Old, tired traditions ready to be dumped: the retaliation beaning. Whatever MLB managers and players may tell you, it’s nearly impossible to determine with any consistent degree of accuracy whether a pitcher has truly hit someone on purpose. In the batter’s box, shit happens, and who’s to say of an inside pitch was thrown with intent, or was a product of slippage?
On Saturday night the Pirates’ Andrew McCutchen was drilled in the back by Diamondbacks’ reliever Andrew Delgado. It was apparent retaliation for Paul Goldschmidt, who suffered a fractured hand on Friday when he was hit by Pirates’ reliever Ernesto Frieri in the ninth inning, with Pittsburgh ahead by five runs. Goldschmidt was relegated to the 15-day DL on Saturday.
The latest news here is not good:
Arizona Diamondbacks All-Star 1B Paul Goldschmidt likely done for season with fractured left hand. pic.twitter.com/IDqwPinHFW
— SportsCenter (@SportsCenter) August 3, 2014
So because Kirk Gibson is Kirk Gibson, we get McCutchen getting hit last night. The Pirates’ outfielder was not amused.

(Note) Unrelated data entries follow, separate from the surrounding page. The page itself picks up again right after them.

//! Single-slot deferred task scheduling.
//!
//! Debounced persistence and refresh need exactly one pending timer at a time:
//! a request while one is pending is absorbed, the timer fires against the
//! latest in-memory state, and tests and shutdown can flush synchronously
//! instead of sleeping.

use parking_lot::{Condvar, Mutex};
use std::sync::Arc;
use std::thread::{self, JoinHandle};
use std::time::{Duration, Instant};

type Task = Box<dyn Fn() + Send + Sync + 'static>;

struct State {
    deadline: Option<Instant>,
    shutdown: bool,
}

struct Inner {
    state: Mutex<State>,
    signal: Condvar,
    quiet: Duration,
    task: Task,
}

/// A debounced task with at most one pending execution.
///
/// `request` arms the timer if idle and is a no-op otherwise — the pending
/// deadline is never extended, so a burst of requests fires exactly once,
/// `quiet` after the first. The worker thread runs the task outside the lock,
/// so the task reads whatever state exists at fire time.
pub struct DebouncedTask {
    inner: Arc<Inner>,
    worker: Option<JoinHandle<()>>,
}

impl DebouncedTask {
    pub fn new(quiet: Duration, task: impl Fn() + Send + Sync + 'static) -> Self {
        let inner = Arc::new(Inner {
            state: Mutex::new(State {
                deadline: None,
                shutdown: false,
            }),
            signal: Condvar::new(),
            quiet,
            task: Box::new(task),
        });

        let worker_inner = Arc::clone(&inner);
        let worker = thread::spawn(move || worker_loop(worker_inner));

        Self {
            inner,
            worker: Some(worker),
        }
    }

    /// Arm the timer. Absorbed (not reset) while a run is already pending.
    pub fn request(&self) {
        let mut state = self.inner.state.lock();
        if state.deadline.is_some() || state.shutdown {
            return;
        }
        state.deadline = Some(Instant::now() + self.inner.quiet);
        self.inner.signal.notify_all();
    }

    pub fn is_pending(&self) -> bool {
        self.inner.state.lock().deadline.is_some()
    }

    /// Run the pending task now, on the calling thread. No-op when idle.
    pub fn flush(&self) {
        let had_pending = self.inner.state.lock().deadline.take().is_some();
        if had_pending {
            (self.inner.task)();
        }
    }

    /// Drop the pending run without executing it.
    pub fn cancel(&self) {
        self.inner.state.lock().deadline = None;
    }
}

fn worker_loop(inner: Arc<Inner>) {
    let mut state = inner.state.lock();
    loop {
        if state.shutdown {
            return;
        }
        match state.deadline {
            None => {
                inner.signal.wait(&mut state);
            }
            Some(deadline) => {
                if Instant::now() < deadline {
                    // Re-check on wake: flush/cancel may have claimed the slot.
                    let _ = inner.signal.wait_until(&mut state, deadline);
                } else {
                    state.deadline = None;
                    drop(state);
                    (inner.task)();
                    state = inner.state.lock();
                }
            }
        }
    }
}

impl Drop for DebouncedTask {
    fn drop(&mut self) {
        {
            let mut state = self.inner.state.lock();
            state.shutdown = true;
            state.deadline = None;
        }
        self.inner.signal.notify_all();
        if let Some(worker) = self.worker.take() {
            let _ = worker.join();
        }
    }
}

“I should be thanking them — now I’m ready to go,” McCutchen said after Pittsburgh’s blowout win, via MLB.com. “They did what they needed to do. They hit me. It’s water under the bridge. So we’ll move on. We’ll show up tomorrow ready to play and ready to win.”
And, wait for it …
“Just remember: I don’t forget.”
Next to the benches-clearing pushy-shovey non-fight, the retaliation beaning is the worst/most outdated move in baseball. First of all it’s kind of cowardly — pitchers who do it in the American League should be sent to play in Korea — preferably North. If you never bat, throwing at a guy is a punk move. But pitchers in the NL rarely bat, either — especially relievers, who were involved in the Arizona-Pittsburgh incidents. Things might change if the pitchers had to worry about baseballs whistling past their melons.
Unfortunately this won’t change until someone gets hit in the head and suffers a permanent injury.
“Sure it did. I’m sure it did,” McCutchen said sarcastically after being told that D-Backs manager Kirk Gibson claimed Delgado’s pitch simply got away from him. “Just like the first pitch. I’m sure both of those got away from him … They had all game to retaliate.”